EXERCISE | All lines in the material below that hold "webhook" should be found and copied.

AVAILABLE RECORDS |
::::::
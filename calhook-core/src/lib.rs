//! Core types for the calhook service.
//!
//! This crate is the pure half of the system, shared by the server binary
//! and the provider client:
//! - `webhook` for the two inbound payload shapes
//! - `descriptor` for the canonical event view
//! - `recurrence` for occurrence-anchor resolution
//! - `payload` for candidate update bodies
//! - `config` for the service configuration
//!
//! Nothing in here performs IO beyond reading the config file.

pub mod config;
pub mod descriptor;
pub mod error;
pub mod payload;
pub mod recurrence;
pub mod webhook;

// Re-export the main types at crate root for convenience
pub use config::{AppConfig, LinkAssignment, LinkTable};
pub use descriptor::{EventDescriptor, INSTANCE_MARKER, normalize};
pub use error::{CalHookError, CalHookResult, NormalizeError};
pub use payload::{PayloadShape, UpdatePayload, build_payload};
pub use recurrence::resolve_instance_anchor;
pub use webhook::{EventFragment, Trigger, WebhookItem, WebhookPayload};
::::::
RESULT OF THE EXERCISE |
//! - `webhook` for the two inbound payload shapes
pub mod webhook;
pub use webhook::{EventFragment, Trigger, WebhookItem, WebhookPayload};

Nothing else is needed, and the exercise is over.